Use este playbook para investigar um incidente que envolve atividades de detecção de credenciais realizadas por meio da tabela sys_installation_exit em uma instância da ServiceNow. As etapas a seguir fornecem instruções passo a passo das ações, tarefas e subfluxos que estão disponíveis no playbook de detecção de credenciais.
Antes de Iniciar
Função necessária:
sn_si.admin
flow_designer
Procedimento
Quando o playbook for acionado e começar a ser executado, na Ação 1, revise os detalhes do alerta a seguir.
Instância
ID da sessão
ID da transação
_raw: fornece o script inteiro.
Script de exemplo:
Var pass= request.getParameter(“user_password”);
Gs.log(pass);
Na Ação 2, com base nos dados coletados até o momento, verifique se um tíquete de usuário final é necessário para este alerta ou não.
Na Ação 3, se o alerta não exigir um tíquete de usuário final, na Ação 4, documente as descobertas até o momento.
O fluxo termina.
Figura 1. Playbook de detecção de credenciais
Na Ação 5, se o alerta exigir um tíquete de usuário final, execute as seguintes etapas:
Na Ação 6, informe ao usuário final que o alerta requer um tíquete de usuário final.
Na Ação 7, investigue mais com base na resposta do usuário e nas sessões do usuário durante os últimos dias.

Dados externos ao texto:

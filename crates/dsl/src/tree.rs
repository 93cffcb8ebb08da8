//! Declared command trees and their assembly into native nodes.
//!
//! Nodes live in an arena owned by [`CommandTree`] and refer to each other
//! by [`NodeId`]. The builder façade mutates the arena during declaration;
//! [`CommandTree::assemble`] then walks it once and produces the native
//! [`NodeBuilder`] graph for the root literal.

use std::sync::Arc;

use cmdtree_core::{
    Command, CommandContext, DslError, NodeBuilder, StructureError, Subcommand,
};
use tracing::{debug, info};

use crate::argument::NativeArgument;
use crate::cell::ContextCell;
use crate::config::BuilderConfig;

/// Post-processing applied to a native node when it is built.
pub type NodeHook<S> = Arc<dyn Fn(&mut NodeBuilder<S>) + Send + Sync>;

/// Index of a node in its tree's arena.
#[derive(Debug, Clone, Copy, PartialEq, Eq, Hash)]
pub struct NodeId(usize);

impl NodeId {
    pub const ROOT: NodeId = NodeId(0);
}

/// What a declared node matches.
pub enum TreeNodeKind<S> {
    Literal(String),
    Argument(Arc<dyn NativeArgument<S>>),
}

impl<S> TreeNodeKind<S> {
    pub fn label(&self) -> &str {
        match self {
            TreeNodeKind::Literal(token) => token,
            TreeNodeKind::Argument(argument) => argument.name(),
        }
    }
}

/// How the current handler got onto a node.
#[derive(Debug, Clone, Copy, PartialEq, Eq)]
pub enum HandlerOrigin {
    /// `executes` on the node's own scope, before any inline argument.
    Direct,
    /// `executes` after inline arguments moved the scope's cursor.
    Inline,
}

pub struct TreeNode<S> {
    pub(crate) kind: TreeNodeKind<S>,
    pub(crate) parent: Option<NodeId>,
    pub(crate) hooks: Vec<NodeHook<S>>,
    pub(crate) handler: Option<(Command<S>, HandlerOrigin)>,
    pub(crate) children: Vec<NodeId>,
    /// Linear chain of trailing optional arguments, in declaration order.
    pub(crate) optionals: Vec<Arc<dyn NativeArgument<S>>>,
    pub(crate) subcommands: Vec<Arc<dyn Subcommand<S>>>,
}

impl<S> TreeNode<S> {
    fn new(kind: TreeNodeKind<S>, parent: Option<NodeId>) -> Self {
        Self {
            kind,
            parent,
            hooks: Vec::new(),
            handler: None,
            children: Vec::new(),
            optionals: Vec::new(),
            subcommands: Vec::new(),
        }
    }

    pub fn label(&self) -> &str {
        self.kind.label()
    }

    pub fn has_handler(&self) -> bool {
        self.handler.is_some()
    }

    pub fn children(&self) -> &[NodeId] {
        &self.children
    }

    pub fn optional_chain_len(&self) -> usize {
        self.optionals.len()
    }

    fn is_empty(&self) -> bool {
        self.handler.is_none()
            && self.children.is_empty()
            && self.optionals.is_empty()
            && self.subcommands.is_empty()
    }
}

/// One declared command: the arena, its shared context cell, and the
/// settings it was declared under.
pub struct CommandTree<S> {
    nodes: Vec<TreeNode<S>>,
    cell: ContextCell<S>,
    config: BuilderConfig,
}

impl<S> CommandTree<S> {
    pub fn new(literal: &str, config: BuilderConfig) -> Self {
        Self {
            nodes: vec![TreeNode::new(TreeNodeKind::Literal(literal.to_string()), None)],
            cell: ContextCell::new(literal),
            config,
        }
    }

    pub fn cell(&self) -> &ContextCell<S> {
        &self.cell
    }

    pub fn config(&self) -> &BuilderConfig {
        &self.config
    }

    pub fn node(&self, id: NodeId) -> &TreeNode<S> {
        &self.nodes[id.0]
    }

    pub(crate) fn node_mut(&mut self, id: NodeId) -> &mut TreeNode<S> {
        &mut self.nodes[id.0]
    }

    /// Append a child to `parent` and return its id.
    pub(crate) fn add_child(&mut self, parent: NodeId, kind: TreeNodeKind<S>) -> NodeId {
        let id = NodeId(self.nodes.len());
        self.nodes.push(TreeNode::new(kind, Some(parent)));
        self.nodes[parent.0].children.push(id);
        id
    }

    /// Slash-separated labels from the root to `id`.
    pub fn path(&self, id: NodeId) -> String {
        let mut labels = Vec::new();
        let mut current = Some(id);
        while let Some(node_id) = current {
            let node = self.node(node_id);
            labels.push(node.label());
            current = node.parent;
        }
        labels.reverse();
        labels.join("/")
    }
}

impl<S: Clone + Send + Sync + 'static> CommandTree<S> {
    /// Assemble the declared tree into the root literal's native node.
    pub fn assemble(&self) -> Result<NodeBuilder<S>, DslError> {
        let root = self.assemble_node(NodeId::ROOT, 0)?;
        info!(
            command = %self.node(NodeId::ROOT).label(),
            nodes = self.nodes.len(),
            "Assembled command tree"
        );
        Ok(root)
    }

    fn assemble_node(&self, id: NodeId, depth: usize) -> Result<NodeBuilder<S>, DslError> {
        let node = self.node(id);

        if depth + node.optionals.len() > self.config.max_depth {
            return Err(StructureError::TooDeep {
                path: self.path(id),
                max_depth: self.config.max_depth,
            }
            .into());
        }
        if node.is_empty() {
            return Err(StructureError::EmptyNode { path: self.path(id) }.into());
        }

        let mut native = self.native_node(node);

        let handler = node.handler.as_ref().map(|(command, _)| command);
        if let Some(command) = handler {
            native.executes(self.wrap(command));
        }

        for subcommand in &node.subcommands {
            native.then(subcommand.build_literal()?);
        }

        for &child in &node.children {
            native.then(self.assemble_node(child, depth + 1)?);
        }

        // Right fold: the last optional is the innermost link, and every
        // link carries the handler so each arity dispatches. The chain is
        // always declared last, so it goes after every other child.
        if !node.optionals.is_empty() {
            let command = handler.ok_or_else(|| StructureError::OptionalChainWithoutHandler {
                path: self.path(id),
            })?;
            let mut chain: Option<NodeBuilder<S>> = None;
            for argument in node.optionals.iter().rev() {
                let mut link = argument.build_argument();
                link.executes(self.wrap(command));
                if let Some(inner) = chain.take() {
                    link.then(inner);
                }
                chain = Some(link);
            }
            if let Some(chain) = chain {
                native.then(chain);
            }
        }

        debug!(
            path = %self.path(id),
            children = node.children.len(),
            optional_chain = node.optionals.len(),
            subcommands = node.subcommands.len(),
            executable = handler.is_some(),
            "Assembled node"
        );
        Ok(native)
    }

    fn native_node(&self, node: &TreeNode<S>) -> NodeBuilder<S> {
        let mut native = match &node.kind {
            TreeNodeKind::Literal(token) => NodeBuilder::literal(token.clone()),
            TreeNodeKind::Argument(argument) => argument.build_argument(),
        };
        for hook in &node.hooks {
            hook(&mut native);
        }
        native
    }

    /// Publish the context to the cell, then run the caller's handler.
    fn wrap(&self, command: &Command<S>) -> Command<S> {
        let cell = self.cell.clone();
        let command = Arc::clone(command);
        Arc::new(move |context: &CommandContext<S>| {
            cell.set(context.clone());
            command(context)
        })
    }
}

Na Ação 8, discuta com colegas sobre as etapas de correção da instância, como bloquear o usuário e detectar quais senhas de usuário podem ter sido lidas.
Na Ação 9, gere um incidente ou tíquete para redefinir as credenciais do usuário comprometido.
Na Ação 10, remova a contenção e restaure os sistemas aos padrões operacionais
O fluxo termina.
Na Ação 11, conclua a revisão pós-incidente antes de fechar a tarefa.